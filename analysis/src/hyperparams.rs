#[cfg(feature = "serde")]
use serde_crate::{Deserialize, Serialize};

use regpath::{ParamGuard, RegressionKind};

use crate::error::{AnalysisError, Result};

/// A verified configuration of a regularization analysis
///
/// See [`AnalysisParams`](crate::AnalysisParams) for the meaning of every setting.
#[cfg_attr(
    feature = "serde",
    derive(Serialize, Deserialize),
    serde(crate = "serde_crate")
)]
#[derive(Clone, Debug, PartialEq)]
pub struct AnalysisValidParams {
    kind: RegressionKind,
    start_exponent: f64,
    end_exponent: f64,
    base: f64,
    grid_count: usize,
    test_ratio: f32,
    seed: u64,
    penalize_intercept: bool,
    top_k: usize,
    lasso_tolerance: f64,
    threshold: f64,
    solver_tolerance: f64,
    max_iterations: u32,
    logistic_alpha: f64,
    logistic_max_iterations: u64,
}

impl AnalysisValidParams {
    pub fn kind(&self) -> RegressionKind {
        self.kind
    }

    /// Exponent range `(start, end)` of the penalty grid
    pub fn penalty_range(&self) -> (f64, f64) {
        (self.start_exponent, self.end_exponent)
    }

    pub fn base(&self) -> f64 {
        self.base
    }

    pub fn grid_count(&self) -> usize {
        self.grid_count
    }

    pub fn test_ratio(&self) -> f32 {
        self.test_ratio
    }

    pub fn seed(&self) -> u64 {
        self.seed
    }

    pub fn penalize_intercept(&self) -> bool {
        self.penalize_intercept
    }

    pub fn top_k(&self) -> usize {
        self.top_k
    }

    pub fn lasso_tolerance(&self) -> f64 {
        self.lasso_tolerance
    }

    pub fn threshold(&self) -> f64 {
        self.threshold
    }

    pub fn solver_tolerance(&self) -> f64 {
        self.solver_tolerance
    }

    pub fn max_iterations(&self) -> u32 {
        self.max_iterations
    }

    pub fn logistic_alpha(&self) -> f64 {
        self.logistic_alpha
    }

    pub fn logistic_max_iterations(&self) -> u64 {
        self.logistic_max_iterations
    }
}

/// Configuration of a regularization analysis
///
/// One parameter set drives the whole pipeline: the penalty grid, the train/test split, the
/// solver of the path, the rule deciding which features are influential and the logistic
/// regression evaluated on them. The defaults depend on the regression kind:
///
/// | Name | Ridge | Lasso | Purpose |
/// | :--- | :--- | :--- | :--- |
/// | [penalty_range](Self::penalty_range) | `(-2, 6)` | `(-4, 0)` | Exponents of the grid ends |
/// | [base](Self::base) | `10` | `10` | Base of the geometric grid |
/// | [grid_count](Self::grid_count) | `100` | `100` | Number of penalties |
/// | [test_ratio](Self::test_ratio) | `0.3` | `0.3` | Share of held-out observations |
/// | [seed](Self::seed) | `42` | `42` | Seed of the train/test shuffle |
/// | [penalize_intercept](Self::penalize_intercept) | `false` | `false` | Include the intercept in the held-out penalty |
/// | [top_k](Self::top_k) | `7` | `7` | Number of influential ridge features |
/// | [lasso_tolerance](Self::lasso_tolerance) | `0` | `0` | Magnitude above which a lasso coefficient counts |
/// | [threshold](Self::threshold) | `0.5` | `0.5` | Probability threshold of the confusion matrix |
/// | [solver_tolerance](Self::solver_tolerance) | `1e-4` | `1e-4` | Coordinate descent tolerance |
/// | [max_iterations](Self::max_iterations) | `1000` | `1000` | Coordinate descent iterations |
/// | [logistic_alpha](Self::logistic_alpha) | `1` | `1` | L2 weight of the logistic regression |
/// | [logistic_max_iterations](Self::logistic_max_iterations) | `100` | `100` | L-BFGS iterations |
///
/// ```rust
/// use regpath::ParamGuard;
/// use regpath_analysis::AnalysisParams;
///
/// let params = AnalysisParams::lasso().grid_count(20).seed(7).check()?;
/// assert_eq!(params.penalty_range(), (-4.0, 0.0));
/// # Ok::<(), regpath_analysis::AnalysisError>(())
/// ```
#[cfg_attr(
    feature = "serde",
    derive(Serialize, Deserialize),
    serde(crate = "serde_crate")
)]
#[derive(Clone, Debug, PartialEq)]
pub struct AnalysisParams(AnalysisValidParams);

impl AnalysisParams {
    /// Default configuration for a regression kind
    pub fn new(kind: RegressionKind) -> AnalysisParams {
        let (start_exponent, end_exponent) = match kind {
            RegressionKind::Ridge => (-2.0, 6.0),
            RegressionKind::Lasso => (-4.0, 0.0),
        };

        AnalysisParams(AnalysisValidParams {
            kind,
            start_exponent,
            end_exponent,
            base: 10.0,
            grid_count: 100,
            test_ratio: 0.3,
            seed: 42,
            penalize_intercept: false,
            top_k: 7,
            lasso_tolerance: 0.0,
            threshold: 0.5,
            solver_tolerance: 1e-4,
            max_iterations: 1000,
            logistic_alpha: 1.0,
            logistic_max_iterations: 100,
        })
    }

    pub fn ridge() -> AnalysisParams {
        Self::new(RegressionKind::Ridge)
    }

    pub fn lasso() -> AnalysisParams {
        Self::new(RegressionKind::Lasso)
    }

    /// Set the exponents of the smallest and largest penalty
    pub fn penalty_range(mut self, start_exponent: f64, end_exponent: f64) -> Self {
        self.0.start_exponent = start_exponent;
        self.0.end_exponent = end_exponent;
        self
    }

    pub fn base(mut self, base: f64) -> Self {
        self.0.base = base;
        self
    }

    pub fn grid_count(mut self, grid_count: usize) -> Self {
        self.0.grid_count = grid_count;
        self
    }

    /// Set the share of observations held out for cost evaluation and classification
    pub fn test_ratio(mut self, test_ratio: f32) -> Self {
        self.0.test_ratio = test_ratio;
        self
    }

    pub fn seed(mut self, seed: u64) -> Self {
        self.0.seed = seed;
        self
    }

    pub fn penalize_intercept(mut self, penalize_intercept: bool) -> Self {
        self.0.penalize_intercept = penalize_intercept;
        self
    }

    /// Set the number of influential features kept from a ridge path
    pub fn top_k(mut self, top_k: usize) -> Self {
        self.0.top_k = top_k;
        self
    }

    pub fn lasso_tolerance(mut self, lasso_tolerance: f64) -> Self {
        self.0.lasso_tolerance = lasso_tolerance;
        self
    }

    pub fn threshold(mut self, threshold: f64) -> Self {
        self.0.threshold = threshold;
        self
    }

    pub fn solver_tolerance(mut self, solver_tolerance: f64) -> Self {
        self.0.solver_tolerance = solver_tolerance;
        self
    }

    pub fn max_iterations(mut self, max_iterations: u32) -> Self {
        self.0.max_iterations = max_iterations;
        self
    }

    pub fn logistic_alpha(mut self, logistic_alpha: f64) -> Self {
        self.0.logistic_alpha = logistic_alpha;
        self
    }

    pub fn logistic_max_iterations(mut self, logistic_max_iterations: u64) -> Self {
        self.0.logistic_max_iterations = logistic_max_iterations;
        self
    }
}

fn invalid<T>(msg: String) -> Result<T> {
    Err(AnalysisError::InvalidParams(msg))
}

impl ParamGuard for AnalysisParams {
    type Checked = AnalysisValidParams;
    type Error = AnalysisError;

    fn check_ref(&self) -> Result<&Self::Checked> {
        let p = &self.0;

        if !p.start_exponent.is_finite() || !p.end_exponent.is_finite() {
            invalid(format!(
                "penalty exponents must be finite, got {} and {}",
                p.start_exponent, p.end_exponent
            ))
        } else if p.grid_count == 0 {
            invalid("the penalty grid needs at least one value".to_string())
        } else if p.grid_count > 1 && p.start_exponent >= p.end_exponent {
            invalid(format!(
                "start exponent {} must be smaller than end exponent {}",
                p.start_exponent, p.end_exponent
            ))
        } else if !p.base.is_finite() || p.base <= 1.0 {
            invalid(format!("grid base must be larger than one, got {}", p.base))
        } else if !(p.test_ratio > 0.0 && p.test_ratio < 1.0) {
            invalid(format!(
                "test ratio must be in (0, 1), got {}",
                p.test_ratio
            ))
        } else if p.top_k == 0 {
            invalid("at least one influential feature must be kept".to_string())
        } else if p.lasso_tolerance.is_nan() || p.lasso_tolerance < 0.0 {
            invalid(format!(
                "lasso tolerance must be non-negative, got {}",
                p.lasso_tolerance
            ))
        } else if !(0.0..=1.0).contains(&p.threshold) {
            invalid(format!(
                "classification threshold must be in [0, 1], got {}",
                p.threshold
            ))
        } else if p.solver_tolerance.is_nan() || p.solver_tolerance <= 0.0 {
            invalid(format!(
                "solver tolerance must be positive, got {}",
                p.solver_tolerance
            ))
        } else if p.max_iterations == 0 || p.logistic_max_iterations == 0 {
            invalid("solvers need at least one iteration".to_string())
        } else if !p.logistic_alpha.is_finite() || p.logistic_alpha < 0.0 {
            invalid(format!(
                "logistic alpha must be non-negative, got {}",
                p.logistic_alpha
            ))
        } else {
            Ok(&self.0)
        }
    }

    fn check(self) -> Result<Self::Checked> {
        self.check_ref()?;
        Ok(self.0)
    }
}
#[cfg(feature = "serde")]
use serde_crate::{Deserialize, Serialize};

use num_traits::ToPrimitive;
use regpath::{Float, ParamGuard};

use crate::error::{LogisticError, Result};

/// A verified hyper-parameter set of a binary logistic regression
///
/// See [`LogisticRegressionParams`](crate::LogisticRegressionParams) for more information.
#[cfg_attr(
    feature = "serde",
    derive(Serialize, Deserialize),
    serde(crate = "serde_crate")
)]
#[derive(Clone, Debug, PartialEq)]
pub struct LogisticRegressionValidParams<F> {
    alpha: F,
    fit_intercept: bool,
    max_iterations: u64,
    gradient_tolerance: F,
}

impl<F: Float> LogisticRegressionValidParams<F> {
    pub fn alpha(&self) -> F {
        self.alpha
    }

    pub fn fit_intercept(&self) -> bool {
        self.fit_intercept
    }

    pub fn max_iterations(&self) -> u64 {
        self.max_iterations
    }

    pub fn gradient_tolerance(&self) -> F {
        self.gradient_tolerance
    }
}

/// A two-class logistic regression model
///
/// Logistic regression combines a linear model with the sigmoid function
/// `sigm(x) = 1 / (1 + exp(-x))` to map the feature space to probabilities in `[0, 1]`. The
/// predicted value is interpreted as the probability that a sample belongs to the positive
/// class.
///
/// The coefficients are penalized by their squared L2 norm weighted with `alpha / 2`, the
/// intercept is never penalized. An `alpha` of `1.0` corresponds to an inverse regularization
/// strength `C = 1` in other toolkits.
///
/// # Parameters
/// | Name | Default | Purpose | Range |
/// | :--- | :--- | :---| :--- |
/// | [alpha](Self::alpha) | `1.0` | Weight of the L2 penalty | `[0, inf)` |
/// | [with_intercept](Self::with_intercept) | `true` | Fit an intercept | `false`, `true` |
/// | [max_iterations](Self::max_iterations) | `100` | Maximum number of L-BFGS iterations | `[1, inf)` |
/// | [gradient_tolerance](Self::gradient_tolerance) | `1e-4` | Gradient norm to stop at | `(0, inf)` |
///
/// ## Example
///
/// ```rust
/// use ndarray::array;
/// use regpath::prelude::*;
/// use regpath_logistic::LogisticRegression;
///
/// let dataset = Dataset::new(array![[-1.0], [-0.01], [0.01], [1.0]], array![0, 0, 1, 1]);
/// let model = LogisticRegression::default().fit(&dataset)?;
/// let prediction = model.predict(dataset.records());
/// assert_eq!(prediction, array![false, false, true, true]);
/// # Ok::<(), regpath_logistic::LogisticError>(())
/// ```
#[cfg_attr(
    feature = "serde",
    derive(Serialize, Deserialize),
    serde(crate = "serde_crate")
)]
#[derive(Clone, Debug, PartialEq)]
pub struct LogisticRegressionParams<F>(LogisticRegressionValidParams<F>);

impl<F: Float> Default for LogisticRegressionParams<F> {
    fn default() -> Self {
        Self::new()
    }
}

impl<F: Float> LogisticRegressionParams<F> {
    /// Creates a new logistic regression with default configuration.
    pub fn new() -> LogisticRegressionParams<F> {
        Self(LogisticRegressionValidParams {
            alpha: F::one(),
            fit_intercept: true,
            max_iterations: 100,
            gradient_tolerance: F::cast(1e-4),
        })
    }

    /// Set the weight `alpha` of the L2 penalty, defaults to `1.0`.
    pub fn alpha(mut self, alpha: F) -> Self {
        self.0.alpha = alpha;
        self
    }

    /// Configure if an intercept should be fitted, defaults to `true`.
    pub fn with_intercept(mut self, fit_intercept: bool) -> Self {
        self.0.fit_intercept = fit_intercept;
        self
    }

    /// Configure the maximum number of iterations that the solver should perform,
    /// defaults to `100`.
    pub fn max_iterations(mut self, max_iterations: u64) -> Self {
        self.0.max_iterations = max_iterations;
        self
    }

    /// Configure the gradient norm below which the solver stops, defaults to `1e-4`.
    pub fn gradient_tolerance(mut self, gradient_tolerance: F) -> Self {
        self.0.gradient_tolerance = gradient_tolerance;
        self
    }
}

impl<F: Float> ParamGuard for LogisticRegressionParams<F> {
    type Checked = LogisticRegressionValidParams<F>;
    type Error = LogisticError;

    fn check_ref(&self) -> Result<&Self::Checked> {
        if !self.0.alpha.is_finite() || self.0.alpha < F::zero() {
            Err(LogisticError::InvalidAlpha(
                self.0.alpha.to_f32().unwrap_or(f32::NAN),
            ))
        } else if !self.0.gradient_tolerance.is_finite() || self.0.gradient_tolerance <= F::zero() {
            Err(LogisticError::InvalidGradientTolerance)
        } else if self.0.max_iterations == 0 {
            Err(LogisticError::InvalidMaxIterations)
        } else {
            Ok(&self.0)
        }
    }

    fn check(self) -> Result<Self::Checked> {
        self.check_ref()?;
        Ok(self.0)
    }
}
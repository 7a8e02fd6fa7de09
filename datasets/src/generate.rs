//! Utility functions for randomly generating datasets

use ndarray::{s, Array, Array1, Array2, ArrayBase, Data, Ix1, Ix2};
use ndarray_rand::{
    rand::{seq::SliceRandom, Rng},
    rand_distr::{Bernoulli, Distribution, StandardNormal, Uniform},
    RandomExt,
};
use regpath::{Dataset, Result};

/// Sparse coefficient vector with `ninformative` non-zero entries
///
/// The informative features are the first `ninformative` columns, their coefficients are drawn
/// uniformly from `[1, 3)` with a random sign. `ninformative` is clamped to `nfeatures`.
pub fn sparse_coefficients(
    nfeatures: usize,
    ninformative: usize,
    rng: &mut impl Rng,
) -> Array1<f64> {
    let ninformative = ninformative.min(nfeatures);
    let mut coefficients = Array1::zeros(nfeatures);

    let magnitudes = Array::random_using(ninformative, Uniform::new(1.0, 3.0), rng);
    for (coef, magnitude) in coefficients
        .slice_mut(s![..ninformative])
        .iter_mut()
        .zip(magnitudes.iter())
    {
        *coef = if rng.gen::<bool>() { *magnitude } else { -magnitude };
    }

    coefficients
}

/// Linear regression problem with a sparse ground truth
///
/// Records are standard normal, targets are `intercept + X·w` plus gaussian noise with standard
/// deviation `noise_std`. Returns the dataset together with the true coefficients `w`, see
/// [`sparse_coefficients`] for their layout.
pub fn sparse_regression(
    nsamples: usize,
    nfeatures: usize,
    ninformative: usize,
    intercept: f64,
    noise_std: f64,
    rng: &mut impl Rng,
) -> (Dataset<f64, f64>, Array1<f64>) {
    let coefficients = sparse_coefficients(nfeatures, ninformative, rng);
    let records: Array2<f64> = Array::random_using((nsamples, nfeatures), StandardNormal, rng);
    let noise: Array1<f64> = Array::random_using(nsamples, StandardNormal, rng);

    let targets = records.dot(&coefficients) + intercept + noise * noise_std;

    (Dataset::new(records, targets), coefficients)
}

fn sigmoid(x: f64) -> f64 {
    1.0 / (1.0 + (-x).exp())
}

/// Draw binary labels from the logistic model `P(y = 1) = σ(bias + x·w)`
pub fn logistic_labels(
    records: &ArrayBase<impl Data<Elem = f64>, Ix2>,
    coefficients: &ArrayBase<impl Data<Elem = f64>, Ix1>,
    bias: f64,
    rng: &mut impl Rng,
) -> Array1<bool> {
    records
        .dot(coefficients)
        .iter()
        .map(|logit| {
            // a probability in [0, 1] is always a valid Bernoulli parameter
            Bernoulli::new(sigmoid(bias + logit))
                .map(|dist| dist.sample(rng))
                .unwrap_or(false)
        })
        .collect()
}

/// Binary classification problem following a sparse logistic model
///
/// Records are standard normal, labels are drawn with [`logistic_labels`] from the coefficients
/// returned next to the dataset.
pub fn binary_classification(
    nsamples: usize,
    nfeatures: usize,
    ninformative: usize,
    rng: &mut impl Rng,
) -> (Dataset<f64, bool>, Array1<f64>) {
    let coefficients = sparse_coefficients(nfeatures, ninformative, rng);
    let records: Array2<f64> = Array::random_using((nsamples, nfeatures), StandardNormal, rng);
    let labels = logistic_labels(&records, &coefficients, 0.0, rng);

    (Dataset::new(records, labels), coefficients)
}

const NUMERIC_FEATURES: [&str; 7] = [
    "age", "balance", "day", "duration", "campaign", "pdays", "previous",
];

const DUMMY_FEATURES: [(&str, f64); 12] = [
    ("job_blue-collar", 0.21),
    ("job_management", 0.21),
    ("job_retired", 0.05),
    ("job_student", 0.02),
    ("marital_married", 0.62),
    ("marital_single", 0.26),
    ("education_tertiary", 0.30),
    ("housing_yes", 0.57),
    ("loan_yes", 0.15),
    ("contact_unknown", 0.29),
    ("month_may", 0.31),
    ("poutcome_success", 0.03),
];

/// Synthetic stand-in for the bank marketing campaign data
///
/// Seven standardized numeric columns are followed by twelve binary dummy columns with
/// realistic frequencies. The target (`1.0` if the client subscribed a term deposit) follows an
/// imbalanced logistic model driven mostly by the call duration, the success of a previous
/// campaign, the housing loan and the contact type. The columns are named.
pub fn bank_marketing(nsamples: usize, rng: &mut impl Rng) -> Dataset<f64, f64> {
    let nnumeric = NUMERIC_FEATURES.len();
    let nfeatures = nnumeric + DUMMY_FEATURES.len();

    let mut records = Array2::zeros((nsamples, nfeatures));
    let numeric: Array2<f64> = Array::random_using((nsamples, nnumeric), StandardNormal, rng);
    records.slice_mut(s![.., ..nnumeric]).assign(&numeric);

    for (idx, (_, frequency)) in DUMMY_FEATURES.iter().enumerate() {
        let column = Array::random_using(nsamples, Uniform::new(0.0, 1.0), rng)
            .mapv(|u: f64| if u < *frequency { 1.0 } else { 0.0 });
        records.column_mut(nnumeric + idx).assign(&column);
    }

    #[rustfmt::skip]
    let coefficients = ndarray::array![
        0.05, 0.1, 0.0, 1.6, -0.4, 0.0, 0.15,
        -0.3, 0.0, 0.4, 0.6, -0.2, 0.0, 0.25, -0.6, -0.4, -1.1, -0.5, 2.2
    ];
    let labels = logistic_labels(&records, &coefficients, -2.0, rng);

    let mut names = NUMERIC_FEATURES.to_vec();
    names.extend(DUMMY_FEATURES.iter().map(|(name, _)| *name));

    Dataset::new(records, labels.mapv(|l| if l { 1.0 } else { 0.0 })).with_feature_names(names)
}

/// Permute the feature columns of a dataset, returning the permutation applied
///
/// Column `i` of the result is column `permutation[i]` of the input, feature names move with
/// their columns.
///
/// # Errors
///
/// Fails only if the dataset rejects the column selection, which a permutation of its own
/// columns never triggers.
pub fn shuffle_features<T: Clone>(
    dataset: &Dataset<f64, T>,
    rng: &mut impl Rng,
) -> Result<(Dataset<f64, T>, Vec<usize>)> {
    let mut permutation = (0..dataset.nfeatures()).collect::<Vec<_>>();
    permutation.shuffle(rng);

    let shuffled = dataset.select_features(&permutation)?;

    Ok((shuffled, permutation))
}

#[cfg(test)]
mod tests {
    use super::*;
    use approx::assert_abs_diff_eq;
    use ndarray_rand::rand::SeedableRng;
    use rand_xoshiro::Xoshiro256Plus;

    #[test]
    fn sparse_regression_has_requested_support() {
        let mut rng = Xoshiro256Plus::seed_from_u64(3);
        let (dataset, coefficients) = sparse_regression(50, 8, 3, 1.0, 0.0, &mut rng);

        assert_eq!(dataset.records().dim(), (50, 8));
        assert_eq!(coefficients.iter().filter(|c| **c != 0.0).count(), 3);
        assert!(coefficients.slice(s![..3]).iter().all(|c| c.abs() >= 1.0));

        // without noise the targets are exactly linear
        let expected = dataset.records().dot(&coefficients) + 1.0;
        assert_abs_diff_eq!(dataset.targets(), &expected, epsilon = 1e-12);
    }

    #[test]
    fn same_seed_same_data() {
        let (a, _) = sparse_regression(20, 4, 2, 0.0, 0.5, &mut Xoshiro256Plus::seed_from_u64(9));
        let (b, _) = sparse_regression(20, 4, 2, 0.0, 0.5, &mut Xoshiro256Plus::seed_from_u64(9));
        assert_eq!(a, b);
    }

    #[test]
    fn bank_marketing_is_imbalanced_and_named() {
        let mut rng = Xoshiro256Plus::seed_from_u64(1);
        let dataset = bank_marketing(2000, &mut rng);

        assert_eq!(dataset.nfeatures(), 19);
        assert_eq!(dataset.feature_names()[3], "duration");
        assert!(dataset.targets().iter().all(|t| *t == 0.0 || *t == 1.0));

        let positive_rate = dataset.targets().sum() / 2000.0;
        assert!(positive_rate > 0.05 && positive_rate < 0.4);
    }

    #[test]
    fn classification_labels_follow_the_logit() {
        let mut rng = Xoshiro256Plus::seed_from_u64(5);
        let (dataset, coefficients) = binary_classification(1000, 5, 2, &mut rng);

        let logits = dataset.records().dot(&coefficients);
        let agree = logits
            .iter()
            .zip(dataset.targets())
            .filter(|(logit, label)| (**logit > 0.0) == **label)
            .count();
        assert!(agree > 600);
    }

    #[test]
    fn features_are_permuted() {
        let mut rng = Xoshiro256Plus::seed_from_u64(2);
        let (dataset, _) = sparse_regression(10, 6, 2, 0.0, 0.1, &mut rng);
        let dataset = dataset.with_feature_names(vec!["a", "b", "c", "d", "e", "f"]);
        let (shuffled, permutation) = shuffle_features(&dataset, &mut rng).unwrap();

        let mut sorted = permutation.clone();
        sorted.sort_unstable();
        assert_eq!(sorted, (0..6).collect::<Vec<_>>());

        let names = dataset.feature_names();
        for (new, old) in permutation.iter().enumerate() {
            assert_eq!(shuffled.records().column(new), dataset.records().column(*old));
            assert_eq!(shuffled.feature_names()[new], names[*old]);
        }
        assert_eq!(shuffled.targets(), dataset.targets());
    }
}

•••

Your answer should be one number: how many lines in the records above include "datasets".

● Response:
2